**GOAL OF THE EXERCISE:**
Beginning with the first line of the data below, set down each line exactly through the line that contains "async fn main()".

=== DATA SUPPLIED ===

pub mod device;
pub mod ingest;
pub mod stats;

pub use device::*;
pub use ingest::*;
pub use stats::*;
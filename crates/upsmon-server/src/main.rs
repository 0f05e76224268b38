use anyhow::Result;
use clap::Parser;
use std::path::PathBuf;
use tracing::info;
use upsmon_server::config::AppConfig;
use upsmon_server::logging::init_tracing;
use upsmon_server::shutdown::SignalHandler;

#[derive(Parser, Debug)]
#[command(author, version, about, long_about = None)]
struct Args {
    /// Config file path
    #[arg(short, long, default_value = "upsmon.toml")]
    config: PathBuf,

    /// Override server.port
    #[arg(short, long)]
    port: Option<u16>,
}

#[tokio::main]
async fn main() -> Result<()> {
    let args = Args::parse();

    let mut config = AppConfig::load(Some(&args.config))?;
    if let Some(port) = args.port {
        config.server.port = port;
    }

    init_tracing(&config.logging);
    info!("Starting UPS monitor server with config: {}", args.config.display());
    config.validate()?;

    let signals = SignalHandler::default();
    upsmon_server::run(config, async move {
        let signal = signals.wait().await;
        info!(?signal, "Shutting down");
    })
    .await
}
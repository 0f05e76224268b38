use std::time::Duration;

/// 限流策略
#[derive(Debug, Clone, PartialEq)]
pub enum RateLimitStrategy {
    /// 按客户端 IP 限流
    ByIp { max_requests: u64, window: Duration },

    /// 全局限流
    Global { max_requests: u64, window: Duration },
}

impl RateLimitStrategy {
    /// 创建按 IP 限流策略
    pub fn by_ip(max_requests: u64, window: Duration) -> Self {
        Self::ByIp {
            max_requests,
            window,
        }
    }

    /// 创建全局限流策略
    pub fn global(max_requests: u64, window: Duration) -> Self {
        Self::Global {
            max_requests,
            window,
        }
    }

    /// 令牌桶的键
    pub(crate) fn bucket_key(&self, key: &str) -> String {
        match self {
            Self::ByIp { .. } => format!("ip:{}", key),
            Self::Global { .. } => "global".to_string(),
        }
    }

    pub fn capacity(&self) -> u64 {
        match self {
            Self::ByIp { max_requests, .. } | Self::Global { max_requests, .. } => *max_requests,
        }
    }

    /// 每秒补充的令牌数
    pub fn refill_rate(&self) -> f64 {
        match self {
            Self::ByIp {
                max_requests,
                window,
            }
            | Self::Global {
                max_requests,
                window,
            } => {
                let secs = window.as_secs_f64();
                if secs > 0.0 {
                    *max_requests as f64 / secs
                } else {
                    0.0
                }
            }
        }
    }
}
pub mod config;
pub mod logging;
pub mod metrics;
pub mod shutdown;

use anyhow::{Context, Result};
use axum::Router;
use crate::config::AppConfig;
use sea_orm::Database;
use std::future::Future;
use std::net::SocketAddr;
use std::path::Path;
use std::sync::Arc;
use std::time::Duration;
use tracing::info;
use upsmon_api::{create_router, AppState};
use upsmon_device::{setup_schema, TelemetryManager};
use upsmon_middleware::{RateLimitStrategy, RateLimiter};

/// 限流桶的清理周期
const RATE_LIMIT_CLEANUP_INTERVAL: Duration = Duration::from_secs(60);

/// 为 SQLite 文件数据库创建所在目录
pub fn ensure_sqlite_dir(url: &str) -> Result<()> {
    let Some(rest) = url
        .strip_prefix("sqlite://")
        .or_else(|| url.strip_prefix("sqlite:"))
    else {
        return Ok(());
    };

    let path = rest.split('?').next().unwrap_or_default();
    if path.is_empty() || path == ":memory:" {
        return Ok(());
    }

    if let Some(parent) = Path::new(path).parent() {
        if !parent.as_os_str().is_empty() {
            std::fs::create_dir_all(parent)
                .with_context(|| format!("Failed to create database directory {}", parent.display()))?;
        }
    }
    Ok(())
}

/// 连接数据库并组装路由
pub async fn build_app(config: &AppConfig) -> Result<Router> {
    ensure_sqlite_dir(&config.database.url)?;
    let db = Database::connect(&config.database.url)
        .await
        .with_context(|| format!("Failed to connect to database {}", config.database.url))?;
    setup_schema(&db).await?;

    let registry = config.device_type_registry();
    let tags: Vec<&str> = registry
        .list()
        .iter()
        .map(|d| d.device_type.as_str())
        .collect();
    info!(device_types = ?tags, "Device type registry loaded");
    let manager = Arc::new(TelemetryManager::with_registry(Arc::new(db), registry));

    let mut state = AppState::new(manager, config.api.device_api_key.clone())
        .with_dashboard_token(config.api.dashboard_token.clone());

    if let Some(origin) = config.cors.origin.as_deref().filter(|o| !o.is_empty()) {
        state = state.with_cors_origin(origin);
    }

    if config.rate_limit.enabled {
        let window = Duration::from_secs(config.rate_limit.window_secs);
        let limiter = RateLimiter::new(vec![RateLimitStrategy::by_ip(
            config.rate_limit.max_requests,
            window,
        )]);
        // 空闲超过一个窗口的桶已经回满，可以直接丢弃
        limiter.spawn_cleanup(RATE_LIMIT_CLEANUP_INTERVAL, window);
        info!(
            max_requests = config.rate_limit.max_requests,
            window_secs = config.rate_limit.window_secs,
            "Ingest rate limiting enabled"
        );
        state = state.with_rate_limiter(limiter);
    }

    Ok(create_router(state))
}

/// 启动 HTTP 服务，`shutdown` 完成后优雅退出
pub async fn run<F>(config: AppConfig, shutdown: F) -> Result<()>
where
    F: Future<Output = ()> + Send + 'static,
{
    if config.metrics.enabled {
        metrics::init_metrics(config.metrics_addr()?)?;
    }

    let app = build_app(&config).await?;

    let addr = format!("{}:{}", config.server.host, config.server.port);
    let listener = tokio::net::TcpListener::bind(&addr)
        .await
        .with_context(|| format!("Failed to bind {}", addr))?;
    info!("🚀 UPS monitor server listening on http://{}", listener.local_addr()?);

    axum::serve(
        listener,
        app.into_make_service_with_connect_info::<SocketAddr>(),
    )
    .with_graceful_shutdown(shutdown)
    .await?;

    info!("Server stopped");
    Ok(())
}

===

**OUTPUT BELOW:**
pub mod device;
pub mod ingest;
pub mod stats;

pub use device::*;
pub use ingest::*;
pub use stats::*;
filename crates/upsmon-server/src/main.rs
repository 0f05e76224268b38
use anyhow::Result;
use clap::Parser;
use std::path::PathBuf;
use tracing::info;
use upsmon_server::config::AppConfig;
use upsmon_server::logging::init_tracing;
use upsmon_server::shutdown::SignalHandler;

#[derive(Parser, Debug)]
#[command(author, version, about, long_about = None)]
struct Args {
    /// Config file path
    #[arg(short, long, default_value = "upsmon.toml")]
    config: PathBuf,

    /// Override server.port
    #[arg(short, long)]
    port: Option<u16>,
}

#[tokio::main]
async fn main() -> Result<()> {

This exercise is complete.